Posted January. 10, 2013 06:26,
The Korean real estate market, hit hard by the economic slump, has fallen off the tax cliff. With market sentiment in the doldrums due to economic uncertainty, the reduction in the real estate acquisition tax that helped rekindle the market slump expired last month. As negative developments have damaged to an already staggering market, real estate agents in Seouls upscale Gangnam district see few visitors who seek to sell and buy homes or rarely receive inquiries about real estate transactions. With the homebuying mood shifting to "jeonse," or a lump-sum amount used as a key deposit for rental, jeonse prices are poised to escalate.
To shore up transactions in the real estate market, the government in September last year cut the real estate acquisition tax to the 1-3 percent range temporarily through the end of last year. As market entry barriers were lowered, the measure spawned a short-lived rebound of property transactions for about two months. But watchers warn of a real estate tax cliff, at which the market will suffer a free fall when the reduction expires. Both President-elect Park Geun-hye and her main opposition rival Moon Jae-in pledged extension of the reduced tax in their presidential campaigns, but the measure was not taken until years end. As the market instantly slumped after 2013 began, the ruling and opposition parties are moving to seek the extension of the reduction, a rather belated move. This time, more Koreans are putting off buying a home or moving into newly built homes until the extension is confirmed, adding to market confusion.
The ruling and opposition parties should not wait until the opening of this months extraordinary parliamentary session, but instead release the detailed schedule for the extension of the real estate acquisition tax reduction and a plan to retroactively apply the measure to help stimulate property transactions. Reduction of the tax alone will hardly revive the market. President-elect Park mentioned in July last year the possibility to withdraw the new home price cap system, saying, There seems to be no chance for real estate prices to jump as in the past. Rather than follow up piecemeal with a string of measures to deregulate the market implemented by the outgoing Lee Myung-bak administration, the Park administration should present a fundamental measure to normalize property transactions. It can do so by revising the real estate trade tax system, which is focused on suppressing speculation due to soaring home prices in the past, to comply with the new market environment.
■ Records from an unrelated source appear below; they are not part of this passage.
use cuesheet_pipeline::document::{OrientedTexts, SimpleDocument, SubtitleItem};
use cuesheet_pipeline::{CountryPayload, SectionedPayload};
use serde::Serialize;

pub const DEFAULT_REQUIRED_GLOBAL_KEYS: &str = "briefVersion,fps";
const DISABLED_KEY_LISTS: [&str; 6] = ["", "\"\"", "none", "off", "disable", "disabled"];

#[derive(Debug, Clone, PartialEq, Eq)]
pub struct ValidationOptions {
    pub required_global_keys: Vec<String>,
    pub missing_keys_warn: bool,
}

impl Default for ValidationOptions {
    fn default() -> Self {
        Self {
            required_global_keys: parse_required_keys(DEFAULT_REQUIRED_GLOBAL_KEYS),
            missing_keys_warn: false,
        }
    }
}

/// Comma separated key list; `none`, `off` and friends disable the check.
pub fn parse_required_keys(raw: &str) -> Vec<String> {
    let raw = raw.trim();
    if DISABLED_KEY_LISTS.contains(&raw.to_ascii_lowercase().as_str()) {
        return Vec::new();
    }
    raw.split(',')
        .map(|key| key.trim().trim_matches(['"', '\'']))
        .filter(|key| !key.is_empty())
        .map(str::to_string)
        .collect()
}

#[derive(Debug, Clone, Default, PartialEq, Eq, Serialize)]
pub struct PayloadIssues {
    pub errors: Vec<String>,
    pub warnings: Vec<String>,
}

impl PayloadIssues {
    pub fn is_clean(&self) -> bool {
        self.errors.is_empty() && self.warnings.is_empty()
    }

    fn check_timeline(&mut self, path: &str, items: &[SubtitleItem]) {
        let mut prev_out: Option<f64> = None;
        for (idx, item) in items.iter().enumerate() {
            let (Some(start), Some(end)) = (item.in_time.as_seconds(), item.out.as_seconds()) else {
                continue;
            };
            if start > end {
                self.errors
                    .push(format!("{path}[{idx}] in > out ({start} > {end})"));
            }
            if let Some(prev) = prev_out.filter(|prev| start < *prev) {
                self.errors.push(format!(
                    "{path}[{idx}] overlaps previous (start {start} < prev end {prev})"
                ));
            }
            prev_out = Some(end);
        }
    }

    fn check_orientation_array(&mut self, name: &str, texts: &OrientedTexts) {
        let OrientedTexts::Split { landscape, portrait } = texts else {
            return;
        };
        if !landscape.is_empty() && portrait.is_empty() {
            self.warnings.push(format!(
                "{name}: portrait empty while landscape has data (expected mirror)"
            ));
        }
        if !landscape.is_empty() && !portrait.is_empty() && landscape.len() != portrait.len() {
            self.warnings.push(format!(
                "{name}: landscape/portrait length mismatch {}!={}",
                landscape.len(),
                portrait.len()
            ));
        }
    }
}

pub fn validate_payload(payload: &CountryPayload, options: &ValidationOptions) -> PayloadIssues {
    let mut issues = PayloadIssues::default();

    issues.check_orientation_array("claim", &payload.claim);
    issues.check_orientation_array("disclaimer", &payload.disclaimer);
    issues.check_orientation_array("disclaimer_02", &payload.disclaimer_02);
    issues.check_orientation_array("logo", &payload.logo);

    for key in &options.required_global_keys {
        if payload.metadata_global.contains_key(key) {
            continue;
        }
        let message = format!("metadataGlobal missing required key '{key}'");
        if options.missing_keys_warn {
            tracing::warn!(key = %key, "required global key missing");
            issues.warnings.push(message);
        } else {
            issues.errors.push(message);
        }
    }

    for (idx, video) in payload.videos.iter().enumerate() {
        let expected = ["landscape", "portrait"]
            .into_iter()
            .find(|suffix| video.video_id.ends_with(&format!("_{suffix}")));
        match (expected, video.orientation()) {
            (None, _) => issues
                .warnings
                .push(format!("videos[{idx}].videoId missing orientation suffix")),
            (Some(expected), Some(actual)) if actual != expected => issues.errors.push(format!(
                "videos[{idx}].metadata.orientation '{actual}' != expected '{expected}'"
            )),
            (Some(expected), None) => issues.errors.push(format!(
                "videos[{idx}].metadata.orientation 'None' != expected '{expected}'"
            )),
            _ => {}
        }
        if video.orientation().is_none() {
            issues
                .warnings
                .push(format!("videos[{idx}].metadata missing orientation"));
        }

        issues.check_timeline(&format!("videos[{idx}].subtitles"), &video.subtitles);
        issues.check_timeline(&format!("videos[{idx}].super_A"), &video.super_a);
        issues.check_timeline(&format!("videos[{idx}].super_B"), &video.super_b);
    }

    issues
}

pub fn validate_simple(document: &SimpleDocument) -> PayloadIssues {
    let mut issues = PayloadIssues::default();
    issues.check_timeline("subtitles", &document.subtitles);
    issues
}

/// Timing checks for each section of a sectioned export; it carries no `metadataGlobal`.
pub fn validate_sectioned(payload: &SectionedPayload) -> PayloadIssues {
    let mut issues = PayloadIssues::default();
    issues.check_timeline("subtitles", &payload.subtitles);
    issues.check_timeline("claim", &payload.claim);
    issues.check_timeline("disclaimer", &payload.disclaimer);
    issues.check_timeline("disclaimer_02", &payload.disclaimer_02);
    issues
}
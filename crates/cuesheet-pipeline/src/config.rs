use cuesheet_timing::TimeFormat;
use serde::Deserialize;

pub const DEFAULT_SCHEMA_VERSION: &str = "v2";

#[derive(Debug, Clone, PartialEq)]
pub struct ConvertOptions {
    pub fps: f64,
    pub start_line_index: i64,
    pub round_digits: Option<u32>,
    pub times_as_string: bool,
    pub strip_text: bool,
    pub skip_empty_text: bool,
    pub encoding: String,
    pub delimiter: String,
    pub start_col: Option<String>,
    pub end_col: Option<String>,
    pub text_col: Option<String>,
    pub schema_version: String,
    pub merge_subtitles: bool,
    pub merge_disclaimer: bool,
    pub merge_disclaimer_02: bool,
    pub cast_metadata: bool,
    pub join_claim: bool,
    pub prefer_local: bool,
    pub test_mode: bool,
    pub claims_as_objects: bool,
    pub no_orientation: bool,
    pub country_variant_index: Option<usize>,
    pub logo_anim_overview: bool,
}

impl Default for ConvertOptions {
    fn default() -> Self {
        Self {
            fps: 25.0,
            start_line_index: 1,
            round_digits: Some(2),
            times_as_string: false,
            strip_text: true,
            skip_empty_text: true,
            encoding: "utf-8-sig".to_string(),
            delimiter: "auto".to_string(),
            start_col: None,
            end_col: None,
            text_col: None,
            schema_version: DEFAULT_SCHEMA_VERSION.to_string(),
            merge_subtitles: true,
            merge_disclaimer: true,
            merge_disclaimer_02: true,
            cast_metadata: false,
            join_claim: false,
            prefer_local: true,
            test_mode: false,
            claims_as_objects: false,
            no_orientation: false,
            country_variant_index: None,
            logo_anim_overview: true,
        }
    }
}

impl ConvertOptions {
    pub fn time_format(&self) -> TimeFormat {
        TimeFormat {
            round_digits: self.round_digits,
            as_string: self.times_as_string,
        }
    }

    pub fn set_round(&mut self, round: i32) {
        self.round_digits = TimeFormat::from_round(round, self.times_as_string).round_digits;
    }

    pub fn variant_index(&self) -> usize {
        self.country_variant_index.unwrap_or(0)
    }

    pub fn from_toml(toml_src: &str) -> Result<Self, String> {
        let mut options = ConvertOptions::default();
        options.apply_toml(toml_src)?;
        Ok(options)
    }

    pub fn apply_toml(&mut self, toml_src: &str) -> Result<(), String> {
        let raw: RawConvertConfig =
            toml::from_str(toml_src).map_err(|err| format!("invalid config: {err}"))?;
        raw.apply(self)
    }
}

#[derive(Debug, Default, Deserialize)]
#[serde(deny_unknown_fields)]
struct RawConvertConfig {
    fps: Option<f64>,
    start_line_index: Option<i64>,
    round: Option<i32>,
    times_as_string: Option<bool>,
    strip_text: Option<bool>,
    skip_empty_text: Option<bool>,
    encoding: Option<String>,
    delimiter: Option<String>,
    start_col: Option<String>,
    end_col: Option<String>,
    text_col: Option<String>,
    schema_version: Option<String>,
    merge_subtitles: Option<bool>,
    merge_disclaimer: Option<bool>,
    merge_disclaimer_02: Option<bool>,
    cast_metadata: Option<bool>,
    join_claim: Option<bool>,
    prefer_local: Option<bool>,
    test_mode: Option<bool>,
    claims_as_objects: Option<bool>,
    no_orientation: Option<bool>,
    country_variant_index: Option<usize>,
    logo_anim_overview: Option<bool>,
}

impl RawConvertConfig {
    fn apply(self, options: &mut ConvertOptions) -> Result<(), String> {
        if let Some(fps) = self.fps {
            if fps <= 0.0 {
                return Err(format!("fps must be positive, got {fps}"));
            }
            options.fps = fps;
        }
        if let Some(start) = self.start_line_index {
            options.start_line_index = start;
        }
        if let Some(as_string) = self.times_as_string {
            options.times_as_string = as_string;
        }
        if let Some(round) = self.round {
            options.set_round(round);
        }
        set(&mut options.strip_text, self.strip_text);
        set(&mut options.skip_empty_text, self.skip_empty_text);
        set(&mut options.encoding, self.encoding);
        set(&mut options.delimiter, self.delimiter);
        if self.start_col.is_some() {
            options.start_col = self.start_col;
        }
        if self.end_col.is_some() {
            options.end_col = self.end_col;
        }
        if self.text_col.is_some() {
            options.text_col = self.text_col;
        }
        set(&mut options.schema_version, self.schema_version);
        set(&mut options.merge_subtitles, self.merge_subtitles);
        set(&mut options.merge_disclaimer, self.merge_disclaimer);
        set(&mut options.merge_disclaimer_02, self.merge_disclaimer_02);
        set(&mut options.cast_metadata, self.cast_metadata);
        set(&mut options.join_claim, self.join_claim);
        set(&mut options.prefer_local, self.prefer_local);
        set(&mut options.test_mode, self.test_mode);
        set(&mut options.claims_as_objects, self.claims_as_objects);
        set(&mut options.no_orientation, self.no_orientation);
        set(&mut options.logo_anim_overview, self.logo_anim_overview);
        if self.country_variant_index.is_some() {
            options.country_variant_index = self.country_variant_index;
        }
        Ok(())
    }
}

fn set<T>(slot: &mut T, value: Option<T>) {
    if let Some(value) = value {
        *slot = value;
    }
}

#[cfg(test)]
mod tests {
    use super::*;

    #[test]
    fn defaults_match_converter_defaults() {
        let options = ConvertOptions::default();
        assert_eq!(options.fps, 25.0);
        assert_eq!(options.round_digits, Some(2));
        assert_eq!(options.schema_version, "v2");
        assert!(options.skip_empty_text);
        assert!(options.prefer_local);
        assert!(!options.join_claim);
        assert_eq!(options.variant_index(), 0);
    }

    #[test]
    fn toml_overrides_subset() {
        let options = ConvertOptions::from_toml(
            r#"
fps = 30.0
round = -1
join_claim = true
delimiter = "semicolon"
"#,
        )
        .expect("parse config");
        assert_eq!(options.fps, 30.0);
        assert_eq!(options.round_digits, None);
        assert!(options.join_claim);
        assert_eq!(options.delimiter, "semicolon");
        assert!(options.merge_subtitles);
    }

    #[test]
    fn toml_rejects_unknown_keys() {
        let err = ConvertOptions::from_toml("frames_per_second = 25.0\n").unwrap_err();
        assert!(err.contains("invalid config"), "{err}");
    }

    #[test]
    fn toml_rejects_non_positive_fps() {
        let err = ConvertOptions::from_toml("fps = 0.0\n").unwrap_err();
        assert!(err.contains("fps must be positive"), "{err}");
    }
}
In September last year, the government held a debate on the matter moderated by President Lee Myung-bak. Suggestions included the easing of debt-to-income loan restrictions imposed on home buyers, withdrawal of the new home price cap system, and revocation of a heavier transfer tax on owners of multiple homes. Yet these measures were insufficient to revive the market. Proposals to galvanize transactions, including the withdrawal of the new home price cap system and revocation of a heavier real estate transfer tax on owners of multiple homes, even failed to pass the National Assembly. For Korea to stimulate the stagnant real estate market, the right balance must be struck not only to tackle the problem of household loans of nearly 1,000 trillion won (940 billion U.S. dollars) but also to bring about a soft landing of the market. The policy should inject funds into the slumping market and lower entry barriers for first-time homebuyers for residential purpose, including younger people buying their first homes. Real estate is no longer a lucrative investment due to changes in the population structure and the younger generations perception toward home ownership. The real estate market should be reshuffled to focus on people who need homes to live in rather than for speculative purpose.